» **TASK INSTRUCTIONS**
In the listing that follows, how many lines include the string "UIEvent"? Reply with only the number.

Start of Block

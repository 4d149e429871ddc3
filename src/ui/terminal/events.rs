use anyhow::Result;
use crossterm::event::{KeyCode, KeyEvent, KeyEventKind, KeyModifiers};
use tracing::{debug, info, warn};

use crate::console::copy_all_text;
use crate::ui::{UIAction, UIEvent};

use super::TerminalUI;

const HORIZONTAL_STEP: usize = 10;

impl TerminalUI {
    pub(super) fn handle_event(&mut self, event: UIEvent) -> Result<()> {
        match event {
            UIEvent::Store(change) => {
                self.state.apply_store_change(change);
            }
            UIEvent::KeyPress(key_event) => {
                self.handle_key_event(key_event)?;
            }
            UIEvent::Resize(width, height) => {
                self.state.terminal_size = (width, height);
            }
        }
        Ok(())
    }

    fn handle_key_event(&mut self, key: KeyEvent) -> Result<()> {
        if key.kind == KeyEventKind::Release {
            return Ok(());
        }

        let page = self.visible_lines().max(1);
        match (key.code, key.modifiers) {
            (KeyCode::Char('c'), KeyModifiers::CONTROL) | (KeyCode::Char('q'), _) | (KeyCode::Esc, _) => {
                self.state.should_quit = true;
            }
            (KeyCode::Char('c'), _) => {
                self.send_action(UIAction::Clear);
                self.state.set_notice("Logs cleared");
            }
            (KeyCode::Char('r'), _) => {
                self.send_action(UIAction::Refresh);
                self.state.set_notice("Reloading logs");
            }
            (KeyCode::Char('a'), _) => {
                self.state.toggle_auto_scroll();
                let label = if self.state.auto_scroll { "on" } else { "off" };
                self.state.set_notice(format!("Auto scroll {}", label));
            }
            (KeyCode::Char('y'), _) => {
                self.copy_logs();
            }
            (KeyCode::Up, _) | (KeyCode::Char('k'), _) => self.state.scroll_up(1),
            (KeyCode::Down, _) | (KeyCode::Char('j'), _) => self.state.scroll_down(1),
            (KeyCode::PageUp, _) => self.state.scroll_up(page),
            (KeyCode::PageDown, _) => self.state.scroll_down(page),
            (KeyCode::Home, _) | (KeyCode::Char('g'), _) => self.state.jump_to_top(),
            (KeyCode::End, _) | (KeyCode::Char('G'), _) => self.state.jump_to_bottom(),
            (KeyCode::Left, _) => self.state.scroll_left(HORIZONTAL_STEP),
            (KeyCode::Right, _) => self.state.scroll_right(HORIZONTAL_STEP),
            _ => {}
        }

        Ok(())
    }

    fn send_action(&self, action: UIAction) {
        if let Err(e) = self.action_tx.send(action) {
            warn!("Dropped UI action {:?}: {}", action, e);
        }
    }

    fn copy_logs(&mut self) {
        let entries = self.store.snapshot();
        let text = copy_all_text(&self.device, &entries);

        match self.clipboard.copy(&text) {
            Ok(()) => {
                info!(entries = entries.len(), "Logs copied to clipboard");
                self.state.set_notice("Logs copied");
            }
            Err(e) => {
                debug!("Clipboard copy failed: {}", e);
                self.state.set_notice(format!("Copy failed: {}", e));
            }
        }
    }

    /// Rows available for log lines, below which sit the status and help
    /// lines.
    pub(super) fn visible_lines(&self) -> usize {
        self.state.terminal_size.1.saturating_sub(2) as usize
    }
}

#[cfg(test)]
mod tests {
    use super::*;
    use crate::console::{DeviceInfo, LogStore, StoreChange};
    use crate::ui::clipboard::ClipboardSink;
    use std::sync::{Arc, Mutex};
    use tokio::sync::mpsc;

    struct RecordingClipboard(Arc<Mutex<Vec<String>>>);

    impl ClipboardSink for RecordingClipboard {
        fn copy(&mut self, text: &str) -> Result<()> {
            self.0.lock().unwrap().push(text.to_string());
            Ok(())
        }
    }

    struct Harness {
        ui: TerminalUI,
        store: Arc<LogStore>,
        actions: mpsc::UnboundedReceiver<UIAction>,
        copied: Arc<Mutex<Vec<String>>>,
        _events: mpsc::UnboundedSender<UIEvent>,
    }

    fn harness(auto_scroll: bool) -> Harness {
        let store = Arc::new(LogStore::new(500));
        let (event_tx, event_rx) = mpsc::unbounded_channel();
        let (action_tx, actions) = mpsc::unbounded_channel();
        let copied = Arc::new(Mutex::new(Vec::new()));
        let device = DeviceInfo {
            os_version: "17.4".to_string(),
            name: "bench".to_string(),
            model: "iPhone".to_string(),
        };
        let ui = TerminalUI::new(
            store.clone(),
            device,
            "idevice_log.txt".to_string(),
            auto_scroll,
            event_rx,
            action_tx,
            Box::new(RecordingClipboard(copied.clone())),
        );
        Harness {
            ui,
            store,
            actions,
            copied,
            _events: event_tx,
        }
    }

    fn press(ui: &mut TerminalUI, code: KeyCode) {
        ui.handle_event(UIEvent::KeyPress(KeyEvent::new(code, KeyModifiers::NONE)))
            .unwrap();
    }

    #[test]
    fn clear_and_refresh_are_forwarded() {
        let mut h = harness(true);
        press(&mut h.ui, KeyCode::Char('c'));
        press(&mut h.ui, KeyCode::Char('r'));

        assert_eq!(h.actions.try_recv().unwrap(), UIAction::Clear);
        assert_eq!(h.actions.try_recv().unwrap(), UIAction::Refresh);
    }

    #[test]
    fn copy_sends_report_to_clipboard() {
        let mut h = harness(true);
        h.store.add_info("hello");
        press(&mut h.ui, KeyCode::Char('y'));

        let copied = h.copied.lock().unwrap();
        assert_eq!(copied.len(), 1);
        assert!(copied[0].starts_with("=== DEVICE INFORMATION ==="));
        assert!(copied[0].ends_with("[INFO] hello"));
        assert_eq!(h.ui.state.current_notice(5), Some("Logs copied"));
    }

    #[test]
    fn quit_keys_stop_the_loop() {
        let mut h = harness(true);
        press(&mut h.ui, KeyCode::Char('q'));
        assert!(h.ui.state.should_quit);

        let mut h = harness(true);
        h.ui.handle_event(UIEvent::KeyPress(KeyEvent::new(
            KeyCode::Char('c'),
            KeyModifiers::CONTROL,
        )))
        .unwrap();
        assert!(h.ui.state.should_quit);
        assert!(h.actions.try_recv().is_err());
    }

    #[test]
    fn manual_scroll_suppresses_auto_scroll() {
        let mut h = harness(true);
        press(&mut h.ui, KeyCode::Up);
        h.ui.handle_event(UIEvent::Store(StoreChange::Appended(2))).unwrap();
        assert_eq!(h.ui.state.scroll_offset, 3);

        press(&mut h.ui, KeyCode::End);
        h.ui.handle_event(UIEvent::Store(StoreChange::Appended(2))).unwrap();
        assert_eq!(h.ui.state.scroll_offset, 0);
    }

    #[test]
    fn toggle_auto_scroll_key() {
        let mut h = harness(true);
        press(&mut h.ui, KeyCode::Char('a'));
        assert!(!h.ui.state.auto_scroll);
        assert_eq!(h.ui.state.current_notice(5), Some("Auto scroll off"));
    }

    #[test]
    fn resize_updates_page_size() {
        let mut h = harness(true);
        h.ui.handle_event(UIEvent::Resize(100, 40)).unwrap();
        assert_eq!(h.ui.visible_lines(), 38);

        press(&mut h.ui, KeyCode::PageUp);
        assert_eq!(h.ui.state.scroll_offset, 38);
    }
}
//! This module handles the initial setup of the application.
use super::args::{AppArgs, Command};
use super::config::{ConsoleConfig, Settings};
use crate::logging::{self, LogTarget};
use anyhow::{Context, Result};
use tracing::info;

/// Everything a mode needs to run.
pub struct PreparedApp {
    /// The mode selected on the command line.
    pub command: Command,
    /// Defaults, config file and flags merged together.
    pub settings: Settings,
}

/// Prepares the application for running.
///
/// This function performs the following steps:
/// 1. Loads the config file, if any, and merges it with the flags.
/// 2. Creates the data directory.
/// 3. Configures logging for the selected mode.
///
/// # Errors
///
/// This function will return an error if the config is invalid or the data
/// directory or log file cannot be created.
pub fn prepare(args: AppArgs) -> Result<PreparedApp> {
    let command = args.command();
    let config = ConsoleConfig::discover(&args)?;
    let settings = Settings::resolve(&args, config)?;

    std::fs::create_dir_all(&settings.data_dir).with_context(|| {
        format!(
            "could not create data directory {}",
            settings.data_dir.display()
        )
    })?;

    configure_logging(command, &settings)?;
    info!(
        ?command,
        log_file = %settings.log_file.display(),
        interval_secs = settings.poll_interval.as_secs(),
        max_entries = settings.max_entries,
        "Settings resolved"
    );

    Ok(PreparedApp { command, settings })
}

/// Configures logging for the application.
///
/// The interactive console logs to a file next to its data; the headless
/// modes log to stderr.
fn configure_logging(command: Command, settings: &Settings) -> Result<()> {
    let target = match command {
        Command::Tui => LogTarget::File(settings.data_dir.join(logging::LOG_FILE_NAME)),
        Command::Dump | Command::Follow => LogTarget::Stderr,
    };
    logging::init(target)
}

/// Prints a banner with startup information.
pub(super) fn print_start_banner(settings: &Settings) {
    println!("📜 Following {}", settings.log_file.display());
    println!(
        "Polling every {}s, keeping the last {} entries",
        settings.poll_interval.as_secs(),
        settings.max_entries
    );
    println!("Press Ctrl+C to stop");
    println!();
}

End of Block

» **EXPECTED ANSWER**
11